Stored data entries:
Start of Block

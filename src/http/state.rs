use crate::error::{VoiceError, VoiceResult};
use crate::events::Utterance;
use crate::session::{
    Collaborators, LifecycleEvent, SessionConfig, SessionEvent, SessionManager, SessionState,
};
use chrono::Utc;
use std::collections::HashMap;
use std::sync::Arc;
use tokio::sync::{broadcast, RwLock};
use tracing::{debug, warn};

/// Shared application state for HTTP handlers
#[derive(Clone)]
pub struct AppState {
    pub config: SessionConfig,
    pub collaborators: Collaborators,

    /// One lifecycle manager per user (user_id → manager)
    pub sessions: Arc<RwLock<HashMap<String, Arc<SessionManager>>>>,

    /// Finalised utterances of each user's current or last session
    pub transcripts: Arc<RwLock<HashMap<String, Vec<Utterance>>>>,
}

impl AppState {
    pub fn new(config: SessionConfig, collaborators: Collaborators) -> Self {
        Self {
            config,
            collaborators,
            sessions: Arc::new(RwLock::new(HashMap::new())),
            transcripts: Arc::new(RwLock::new(HashMap::new())),
        }
    }

    /// Existing manager for `user_id`, if one was ever created
    pub async fn manager(&self, user_id: &str) -> Option<Arc<SessionManager>> {
        self.sessions.read().await.get(user_id).cloned()
    }

    /// Manager for `user_id`, created on first use
    pub async fn manager_for(&self, user_id: &str) -> Arc<SessionManager> {
        let mut sessions = self.sessions.write().await;
        if let Some(manager) = sessions.get(user_id) {
            return Arc::clone(manager);
        }

        let manager = Arc::new(SessionManager::new(
            self.config.clone(),
            self.collaborators.clone(),
        ));
        spawn_transcript_collector(
            user_id.to_string(),
            manager.subscribe(),
            Arc::clone(&self.transcripts),
        );
        sessions.insert(user_id.to_string(), Arc::clone(&manager));

        manager
    }

    /// Forget an idle or ended user's manager and transcript
    ///
    /// Managers otherwise live for the life of the process. Dropping one
    /// closes its event channel, which ends its transcript collector.
    pub async fn evict(&self, user_id: &str) -> VoiceResult<bool> {
        let mut sessions = self.sessions.write().await;
        let Some(manager) = sessions.get(user_id) else {
            return Ok(false);
        };

        let state = manager.state().await;
        if matches!(state, SessionState::Connecting | SessionState::Active) {
            return Err(VoiceError::InvalidState(format!(
                "cannot evict {} while {}",
                user_id, state
            )));
        }

        sessions.remove(user_id);
        drop(sessions);
        self.transcripts.write().await.remove(user_id);
        debug!("Evicted voice manager for {}", user_id);

        Ok(true)
    }

    pub async fn transcript(&self, user_id: &str) -> Vec<Utterance> {
        self.transcripts
            .read()
            .await
            .get(user_id)
            .cloned()
            .unwrap_or_default()
    }
}

fn spawn_transcript_collector(
    user_id: String,
    mut events: broadcast::Receiver<SessionEvent>,
    transcripts: Arc<RwLock<HashMap<String, Vec<Utterance>>>>,
) {
    tokio::spawn(async move {
        loop {
            match events.recv().await {
                Ok(SessionEvent::Lifecycle(LifecycleEvent::Active { .. })) => {
                    transcripts.write().await.insert(user_id.clone(), Vec::new());
                }
                Ok(SessionEvent::Transcript(fragment)) if fragment.is_final => {
                    debug!("Final {} utterance for {}", fragment.speaker, user_id);
                    transcripts
                        .write()
                        .await
                        .entry(user_id.clone())
                        .or_default()
                        .push(Utterance {
                            speaker: fragment.speaker,
                            text: fragment.text,
                            finalized_at: Utc::now(),
                        });
                }
                Ok(_) => {}
                Err(broadcast::error::RecvError::Lagged(skipped)) => {
                    warn!("Transcript collector for {} skipped {} events", user_id, skipped);
                }
                Err(broadcast::error::RecvError::Closed) => break,
            }
        }
    });
}
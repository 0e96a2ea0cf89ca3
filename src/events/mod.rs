//! Data-channel event handling
//!
//! This module turns the ordered protocol stream into:
//! - Speaking-state transitions per speaker
//! - Transcript fragments (interim and final)
//! - Non-fatal protocol errors and forwarded unknown events

mod processor;
pub mod protocol;
mod transcript;

pub use processor::{EventStreamProcessor, StreamOutput};
pub use protocol::{ClientEvent, ProtocolErrorDetails, ServerEvent};
pub use transcript::{Speaker, TranscriptBuffer, TranscriptFragment, Utterance};
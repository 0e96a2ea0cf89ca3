// Integration tests for telemetry sampling
//
// These tests run the sampler over live frames on a paused clock and check
// cadence, cancellation and the behaviour of the emotion mapping on real
// audio.

use companion_voice::audio::{AudioFrame, CaptureConstraints, MediaDevices, WavFileMicrophone};
use companion_voice::telemetry::AnalyzerConfig;
use companion_voice::{EmotionSnapshot, TelemetrySampler};
use std::sync::{Arc, Mutex};
use std::time::Duration;
use tokio::sync::broadcast;

fn tone(freq: f32, amplitude: f32, sample_rate: u32, len: usize) -> Vec<i16> {
    (0..len)
        .map(|i| {
            let t = i as f32 / sample_rate as f32;
            (amplitude * (2.0 * std::f32::consts::PI * freq * t).sin()) as i16
        })
        .collect()
}

fn collector() -> (
    Arc<Mutex<Vec<EmotionSnapshot>>>,
    impl FnMut(EmotionSnapshot) -> bool + Send + 'static,
) {
    let seen = Arc::new(Mutex::new(Vec::new()));
    let sink = Arc::clone(&seen);
    (seen, move |snapshot| {
        sink.lock().unwrap().push(snapshot);
        true
    })
}

#[tokio::test(start_paused = true)]
async fn test_sampler_emits_on_interval() {
    let (_frames_tx, frames) = broadcast::channel::<AudioFrame>(16);
    let (seen, emit) = collector();

    let mut sampler = TelemetrySampler::spawn(
        frames,
        AnalyzerConfig::default(),
        Duration::from_millis(100),
        emit,
    );

    tokio::time::sleep(Duration::from_millis(1050)).await;
    assert!(sampler.is_running());
    sampler.stop().await;
    assert!(!sampler.is_running());

    assert_eq!(seen.lock().unwrap().len(), 10);

    // Nothing fires after stop
    tokio::time::sleep(Duration::from_secs(1)).await;
    assert_eq!(seen.lock().unwrap().len(), 10);
}

#[tokio::test(start_paused = true)]
async fn test_silence_reads_as_low_energy() {
    let (_frames_tx, frames) = broadcast::channel::<AudioFrame>(16);
    let (seen, emit) = collector();

    let mut sampler = TelemetrySampler::spawn(
        frames,
        AnalyzerConfig::default(),
        Duration::from_millis(100),
        emit,
    );
    tokio::time::sleep(Duration::from_millis(150)).await;
    sampler.stop().await;

    let snapshot = seen.lock().unwrap()[0];
    assert_eq!(snapshot.energy, 0.0);
    assert_eq!(snapshot.stress, 0.0);
}

#[tokio::test(start_paused = true)]
async fn test_sampler_stops_when_receiver_refuses() {
    let (_frames_tx, frames) = broadcast::channel::<AudioFrame>(16);
    let mut count = 0;

    let mut sampler = TelemetrySampler::spawn(
        frames,
        AnalyzerConfig::default(),
        Duration::from_millis(100),
        move |_| {
            count += 1;
            count < 3
        },
    );

    tokio::time::sleep(Duration::from_secs(1)).await;
    assert!(!sampler.is_running());
    sampler.stop().await;
}

#[tokio::test(start_paused = true)]
async fn test_sampler_stops_when_stream_closes() {
    let (frames_tx, frames) = broadcast::channel::<AudioFrame>(16);
    let (_seen, emit) = collector();

    let sampler = TelemetrySampler::spawn(
        frames,
        AnalyzerConfig::default(),
        Duration::from_millis(100),
        emit,
    );

    drop(frames_tx);
    tokio::time::sleep(Duration::from_millis(10)).await;
    assert!(!sampler.is_running());
}

#[tokio::test(start_paused = true)]
async fn test_loud_audio_from_wav_microphone_raises_energy() {
    let samples = tone(2000.0, 12000.0, 24000, 24000);
    let mic = WavFileMicrophone::from_samples(samples, 24000).looped(true);
    let mut device = mic
        .acquire_microphone(&CaptureConstraints::default())
        .await
        .unwrap();
    let (seen, emit) = collector();

    let mut sampler = TelemetrySampler::spawn(
        device.subscribe(),
        AnalyzerConfig::default(),
        Duration::from_millis(100),
        emit,
    );

    tokio::time::sleep(Duration::from_millis(550)).await;
    sampler.stop().await;
    device.stop().unwrap();

    let seen = seen.lock().unwrap();
    let last = seen.last().copied().unwrap();
    assert!(last.energy > 0.0, "{:?}", last);
    for value in [last.confidence, last.energy, last.stress, last.engagement] {
        assert!((0.0..=100.0).contains(&value));
    }
}

#[tokio::test(start_paused = true)]
async fn test_zero_interval_does_not_kill_sampler() {
    let (_frames_tx, frames) = broadcast::channel::<AudioFrame>(16);
    let (seen, emit) = collector();

    let mut sampler =
        TelemetrySampler::spawn(frames, AnalyzerConfig::default(), Duration::ZERO, emit);

    tokio::time::sleep(Duration::from_millis(5)).await;
    assert!(sampler.is_running());
    sampler.stop().await;

    assert!(!seen.lock().unwrap().is_empty());
}
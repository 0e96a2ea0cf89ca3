use serde_json::Value;
use tracing::{debug, warn};

use super::protocol::{ProtocolErrorDetails, ServerEvent};
use super::transcript::{Speaker, TranscriptBuffer, TranscriptFragment};

/// Normalised output of the event stream
#[derive(Debug, Clone, PartialEq)]
pub enum StreamOutput {
    SpeakingChanged { speaker: Speaker, speaking: bool },
    Transcript(TranscriptFragment),
    /// Non-fatal; closing the connection is the session's decision
    ProtocolError(ProtocolErrorDetails),
    /// Forwarded verbatim
    Unrecognized { event_type: String, raw: Value },
}

#[derive(Debug)]
struct SpeakerState {
    speaking: bool,
    buffer: TranscriptBuffer,
    last_final_item: Option<String>,
    last_final_text: Option<String>,
}

impl SpeakerState {
    fn new(speaker: Speaker) -> Self {
        Self {
            speaking: false,
            buffer: TranscriptBuffer::new(speaker),
            last_final_item: None,
            last_final_text: None,
        }
    }
}

/// Turns the ordered data-channel stream into speaking-state changes,
/// transcript fragments and protocol errors
///
/// Each speaker runs an independent `Silent -> Speaking -> Silent` machine.
/// Notifications fire only on edges, so observers see strict alternation.
#[derive(Debug)]
pub struct EventStreamProcessor {
    user: SpeakerState,
    assistant: SpeakerState,
    processed: u64,
}

impl Default for EventStreamProcessor {
    fn default() -> Self {
        Self::new()
    }
}

impl EventStreamProcessor {
    pub fn new() -> Self {
        Self {
            user: SpeakerState::new(Speaker::User),
            assistant: SpeakerState::new(Speaker::Assistant),
            processed: 0,
        }
    }

    pub fn is_speaking(&self, speaker: Speaker) -> bool {
        self.state(speaker).speaking
    }

    /// Text of the speaker's open buffer, if any
    pub fn open_text(&self, speaker: Speaker) -> Option<&str> {
        let buffer = &self.state(speaker).buffer;
        buffer.is_open().then(|| buffer.text())
    }

    /// Number of frames processed so far
    pub fn processed(&self) -> u64 {
        self.processed
    }

    /// Parse and apply one raw data-channel frame
    pub fn process_frame(&mut self, frame: &str) -> Vec<StreamOutput> {
        match ServerEvent::parse(frame) {
            Ok(event) => self.apply(event),
            Err(e) => {
                self.processed += 1;
                warn!("Dropping malformed protocol frame: {}", e);
                vec![StreamOutput::ProtocolError(ProtocolErrorDetails {
                    error_type: Some("malformed_event".to_string()),
                    code: None,
                    message: e.to_string(),
                    event_id: None,
                })]
            }
        }
    }

    pub fn apply(&mut self, event: ServerEvent) -> Vec<StreamOutput> {
        self.processed += 1;

        match event {
            ServerEvent::SpeechStarted => self.started(Speaker::User),
            ServerEvent::SpeechStopped => self.stopped(Speaker::User),
            ServerEvent::AudioDelta => self.started(Speaker::Assistant),
            ServerEvent::AudioDone => self.stopped(Speaker::Assistant),
            ServerEvent::InputTranscriptDelta { delta, .. } => self.interim(Speaker::User, &delta),
            ServerEvent::OutputTranscriptDelta { delta, .. } => {
                self.interim(Speaker::Assistant, &delta)
            }
            ServerEvent::InputTranscriptCompleted {
                item_id,
                transcript,
            } => self.finalize(Speaker::User, item_id, &transcript),
            ServerEvent::OutputTranscriptDone {
                item_id,
                transcript,
            } => self.finalize(Speaker::Assistant, item_id, &transcript),
            ServerEvent::Error(details) => {
                warn!(
                    "Protocol error from remote peer: {} ({:?})",
                    details.message, details.code
                );
                vec![StreamOutput::ProtocolError(details)]
            }
            ServerEvent::Unknown { event_type, raw } => {
                debug!("Forwarding unrecognized event {}", event_type);
                vec![StreamOutput::Unrecognized { event_type, raw }]
            }
        }
    }

    fn state(&self, speaker: Speaker) -> &SpeakerState {
        match speaker {
            Speaker::User => &self.user,
            Speaker::Assistant => &self.assistant,
        }
    }

    fn state_mut(&mut self, speaker: Speaker) -> &mut SpeakerState {
        match speaker {
            Speaker::User => &mut self.user,
            Speaker::Assistant => &mut self.assistant,
        }
    }

    fn started(&mut self, speaker: Speaker) -> Vec<StreamOutput> {
        let state = self.state_mut(speaker);
        if state.speaking {
            return Vec::new();
        }

        state.speaking = true;
        if state.buffer.discard() {
            debug!("Discarded stale {} transcript buffer", speaker);
        }

        vec![StreamOutput::SpeakingChanged {
            speaker,
            speaking: true,
        }]
    }

    fn stopped(&mut self, speaker: Speaker) -> Vec<StreamOutput> {
        let state = self.state_mut(speaker);
        if !state.speaking {
            return Vec::new();
        }

        state.speaking = false;
        vec![StreamOutput::SpeakingChanged {
            speaker,
            speaking: false,
        }]
    }

    fn interim(&mut self, speaker: Speaker, delta: &str) -> Vec<StreamOutput> {
        let text = self.state_mut(speaker).buffer.append(delta).to_string();
        vec![StreamOutput::Transcript(TranscriptFragment {
            speaker,
            text,
            is_final: false,
        })]
    }

    fn finalize(
        &mut self,
        speaker: Speaker,
        item_id: Option<String>,
        transcript: &str,
    ) -> Vec<StreamOutput> {
        let state = self.state_mut(speaker);

        // A repeat is the same item, or for id-less frames the same text,
        // with no interim text in between
        if !state.buffer.is_open() {
            let repeated = match &item_id {
                Some(_) => item_id == state.last_final_item,
                None => {
                    state.last_final_item.is_none()
                        && state.last_final_text.as_deref() == Some(transcript)
                }
            };
            if repeated {
                debug!("Ignoring repeated final transcript for {:?}", item_id);
                return Vec::new();
            }
        }

        match state.buffer.finalize(Some(transcript)) {
            Some(utterance) => {
                state.last_final_item = item_id;
                state.last_final_text = Some(transcript.to_string());
                vec![StreamOutput::Transcript(utterance.fragment())]
            }
            None => Vec::new(),
        }
    }
}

End of Block

Problem details: Tally the lines above that include the word "interim"; answer with the total only.

Result of this exercise: 5